Food servings depend on many factors: activity level, age, and breed among them. You may not get the serving size correct right out of the gate. You might need to experiment! Or get advice from a friend, or from your vet, or breeder.

As a starting place, you can look at the recommended serving size on your package. It will have a suggested calorie intake and serving size. The serving size is for the whole day, so you’ll need to break it into smaller portions for meals throughout the day. Puppies typically need to eat about three or four times a day because they have small stomachs and can only eat so much in one go.

Puppies aren’t good with portion control, so you should take care of this for your new dog and only have food available at mealtimes, rather than free-feeding. Free feeding may result in your puppy eating too much.

Treats should only make up about five percent of total daily calories. If you’re using treats for training your puppy, mix up commercially produced treats with little pieces of vegetables, which are lower in calories.

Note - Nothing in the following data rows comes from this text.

//! Runtime configuration attached to an image.
//!
//! Everything a container needs at start that is not file content: the
//! environment, working directory, identity, and entry command. Once the
//! image is registered this is never mutated.

use std::collections::BTreeMap;

use bootstack_common::constants::{DEFAULT_PATH_ENV, DEFAULT_WORKDIR};
use bootstack_common::types::{EntryCommand, RuntimeIdentity};
use serde::{Deserialize, Serialize};

/// Image configuration consumed by the container runtime.
#[derive(Debug, Clone, PartialEq, Eq, Serialize, Deserialize)]
pub struct ImageConfig {
    /// Environment in declaration order; later keys replace earlier ones in place.
    pub env: Vec<(String, String)>,
    /// Absolute working directory of the entry process.
    pub workdir: String,
    /// Identity the entry process runs as; `None` means root.
    pub identity: Option<RuntimeIdentity>,
    /// Foreground command started with the container.
    pub entry: Option<EntryCommand>,
    /// Free-form labels.
    #[serde(default)]
    pub labels: BTreeMap<String, String>,
    /// Ports the descriptor documented. Nothing is published.
    #[serde(default)]
    pub exposed_ports: Vec<String>,
}

impl Default for ImageConfig {
    fn default() -> Self {
        Self {
            env: Vec::new(),
            workdir: DEFAULT_WORKDIR.to_string(),
            identity: None,
            entry: None,
            labels: BTreeMap::new(),
            exposed_ports: Vec::new(),
        }
    }
}

impl ImageConfig {
    /// Configuration given to imported base images: just a `PATH`.
    #[must_use]
    pub fn base() -> Self {
        let mut config = Self::default();
        config.set_env("PATH", DEFAULT_PATH_ENV);
        config
    }

    /// Sets `key`, replacing an existing value without moving it.
    pub fn set_env(&mut self, key: impl Into<String>, value: impl Into<String>) {
        let key = key.into();
        let value = value.into();
        if let Some(slot) = self.env.iter_mut().find(|(k, _)| *k == key) {
            slot.1 = value;
        } else {
            self.env.push((key, value));
        }
    }

    /// Looks up an environment variable.
    #[must_use]
    pub fn env_value(&self, key: &str) -> Option<&str> {
        self.env
            .iter()
            .find(|(k, _)| k == key)
            .map(|(_, v)| v.as_str())
    }

    /// Resolves `path` against the working directory, Docker style.
    #[must_use]
    pub fn resolve_path(&self, path: &str) -> String {
        if path.starts_with('/') {
            path.to_string()
        } else if self.workdir.ends_with('/') {
            format!("{}{path}", self.workdir)
        } else {
            format!("{}/{path}", self.workdir)
        }
    }
}

#[cfg(test)]
mod tests {
    use super::*;

    #[test]
    fn set_env_replaces_in_place() {
        let mut config = ImageConfig::base();
        config.set_env("PYTHONUNBUFFERED", "1");
        config.set_env("PATH", "/opt/bin");
        assert_eq!(config.env[0], ("PATH".into(), "/opt/bin".into()));
        assert_eq!(config.env_value("PYTHONUNBUFFERED"), Some("1"));
        assert_eq!(config.env.len(), 2);
    }

    #[test]
    fn resolve_path_joins_relative_paths() {
        let config = ImageConfig {
            workdir: "/app".into(),
            ..ImageConfig::default()
        };
        assert_eq!(config.resolve_path("requirements.txt"), "/app/requirements.txt");
        assert_eq!(config.resolve_path("."), "/app/.");
        assert_eq!(config.resolve_path("/opt"), "/opt");
    }

    #[test]
    fn default_workdir_is_root() {
        let config = ImageConfig::default();
        assert_eq!(config.resolve_path("main.py"), "/main.py");
        assert!(config.identity.is_none());
    }
}
//! `bstk images`: manage the local image catalog.

use clap::Args;

use super::Session;
use crate::output::format_bytes;

/// Arguments for the `images` command.
#[derive(Args, Debug)]
pub struct ImagesArgs {
    /// Remove an image by reference or id prefix. Its layers stay stored.
    #[arg(long)]
    pub remove: Option<String>,
}

/// Executes the `images` command.
///
/// # Errors
///
/// Returns an error if catalog operations fail.
pub fn execute(session: &Session, args: &ImagesArgs) -> anyhow::Result<()> {
    let catalog = session.catalog()?;

    if let Some(query) = &args.remove {
        let removed = catalog.remove(query)?;
        println!("Removed {} ({})", removed.reference, removed.id.short());
        return Ok(());
    }

    let images = catalog.list()?;
    if images.is_empty() {
        println!("No images found.");
        return Ok(());
    }

    println!(
        "{:<32} {:<14} {:>6} {:>10}  {:<25}",
        "REFERENCE", "IMAGE ID", "LAYERS", "SIZE", "CREATED"
    );
    for image in &images {
        println!(
            "{:<32} {:<14} {:>6} {:>10}  {:<25}",
            image.reference,
            image.id.short(),
            image.layers.len(),
            format_bytes(image.size_bytes),
            image.created_at
        );
    }
    Ok(())
}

How do I know for sure my puppy is getting enough food? Or if it’s getting too much?

Veterinarians have something called a body conditioning score they use to assess if a dog is overweight, underweight, or just right. The good news is, you can use it too! Once you learn how to assess your dog’s overall weight, you can adjust their food serving size as their body shape changes.

The body conditioning score is a nine point standardized scale that is based on how your dog looks. A score of one means your dog is too thin, and a score of nine is obese. A healthy weight is around four or five, depending on the breed. A dog with a score of one will have visible ribs, vertebrae, and pelvic bones. Its waist, when viewed from above, will have a sharp and drastic abdominal tuck behind the rib cage, and the dog will have little to no visible muscle mass.

A healthy weight dog will not have visible ribs, although you will be able to feel them. The abdominal tuck is clear, and dogs will have a visible waist from above but no obvious bony protrusions on its back. The dog will look fit and well-muscled, and its rib cage will slope moderately up to its back legs when viewed from the side. You may have to adjust your puppy’s serving size several times to keep the dog at its optimal weight.

Your puppy’s body conditioning score may fluctuate as it goes through growth spurts. After about 10 weeks old, puppies should have lost their roly-poly look and start to lean out.

Adjust your dog’s serving size to keep it in a healthy weight range.

When can my puppy eat adult food?

Consult with your vet or dog breeder for advice about changing over to adult dog food, which can generally be done when your puppy reaches 80 percent of its full-grown size. You’ll likely need to adjust your dog’s serving size again because adult dog food is formulated differently than puppy food.

A six week old purebred pug puppy and it´s pug mother, in front of their water and food bowls.

Puppies hit the 80 percent milestone at a range of ages. Smaller breeds get there first. A dog that is less than 20 pounds at full size may hit their adult size by seven or nine months old. Toy Poodles, Miniature Pinschers, and Pekinese, for example, are among the dogs that reach physical and sexual maturity quickest.

A giant breed dog may not hit the 80 percent milestone until they are around 18 months, or even older. Some giant breed dogs — dogs that are 150 pounds or so — may not reach full maturity until about three years old. Large and giant breed puppies are the most likely to develop hip dysplasia and developmental orthopedic diseases if they grow too quickly, and should never be fed adult food while they’re still growing because of the calcium content in adult food.

Most dogs will fall somewhere in the middle and will reach full maturity between one or two years old. They’ll stop getting taller — although they may continue to put on muscle weight.

The American Kennel Club (AKC) says that puppies are ‘officially’ considered adult dogs once they’re a year old but acknowledge that dogs may continue to grow beyond the one year mark.

Keeping a puppy on puppy formulated food for too long can lead to obesity because of the higher fat content in puppy food. It is important to change to an adult formulation at the right time so your puppy isn’t at risk of obesity and obesity-related illnesses.